ABOUT THIS TASK: Return the data below exactly, stopping after the line with "Player session state".

--------

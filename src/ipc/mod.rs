//! IPC module for status clients
//!
//! Exposes the player status, the latest frame result and transport
//! commands over a Unix socket.

mod protocol;
mod server;

#[cfg(test)]
pub use protocol::PlaybackStatus;
pub use protocol::{volume_percent, PlayerStatus};
pub use server::{Server, ServerChannels};
//! Player session state

use std::collections::BTreeSet;
use std::path::Path;

use serde::{Deserialize, Serialize};

use crate::playlist::Playlist;

/// Transport commands issued outside gesture input (console, IPC)
#[derive(Debug, Clone, Copy, PartialEq, Eq, Serialize, Deserialize)]
#[serde(rename_all = "snake_case")]
pub enum ControlCommand {
    Next,
    Previous,
    Play,
    Pause,
}

/// Mutable session state read by the overlay and status surface.
///
/// `current_index` is always a valid index into the playlist (or 0 for an
/// empty one) and `volume` always lies in `[0, 1]`.
#[derive(Debug, Clone)]
pub struct PlayerState {
    playlist: Playlist,
    current_index: usize,
    is_playing: bool,
    volume: f64,
    favorites: BTreeSet<usize>,
}

impl PlayerState {
    pub fn new(playlist: Playlist, volume: f64) -> Self {
        Self {
            playlist,
            current_index: 0,
            is_playing: false,
            volume: volume.clamp(0.0, 1.0),
            favorites: BTreeSet::new(),
        }
    }

    pub fn playlist(&self) -> &Playlist {
        &self.playlist
    }

    /// False when the playlist is empty; every control is then a no-op
    pub fn has_tracks(&self) -> bool {
        !self.playlist.is_empty()
    }

    pub fn current_index(&self) -> usize {
        self.current_index
    }

    pub fn current_path(&self) -> Option<&Path> {
        self.playlist.path(self.current_index)
    }

    pub fn current_name(&self) -> Option<String> {
        self.playlist.name(self.current_index)
    }

    pub fn is_playing(&self) -> bool {
        self.is_playing
    }

    pub fn set_playing(&mut self, playing: bool) {
        self.is_playing = playing && self.has_tracks();
    }

    pub fn volume(&self) -> f64 {
        self.volume
    }

    pub fn set_volume(&mut self, volume: f64) {
        self.volume = volume.clamp(0.0, 1.0);
    }

    pub fn favorites(&self) -> &BTreeSet<usize> {
        &self.favorites
    }

    pub fn is_favorite(&self, index: usize) -> bool {
        self.favorites.contains(&index)
    }

    /// Move `delta` tracks, wrapping in both directions. Returns the new index.
    pub fn step(&mut self, delta: i64) -> Option<usize> {
        let len = self.playlist.len() as i64;
        if len == 0 {
            return None;
        }
        self.current_index = (self.current_index as i64 + delta).rem_euclid(len) as usize;
        Some(self.current_index)
    }

    /// Flip membership of the current track. Returns true if it was added.
    pub fn toggle_favorite(&mut self) -> Option<bool> {
        if !self.has_tracks() {
            return None;
        }
        let index = self.current_index;
        if self.favorites.remove(&index) {
            Some(false)
        } else {
            self.favorites.insert(index);
            Some(true)
        }
    }
}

--------

OUTPUT FOR THIS EXERCISE:
filename src/ipc/mod.rs
//! IPC module for status clients
//!
//! Exposes the player status, the latest frame result and transport
//! commands over a Unix socket.

mod protocol;
mod server;

#[cfg(test)]
pub use protocol::PlaybackStatus;
pub use protocol::{volume_percent, PlayerStatus};
pub use server::{Server, ServerChannels};
//! Player session state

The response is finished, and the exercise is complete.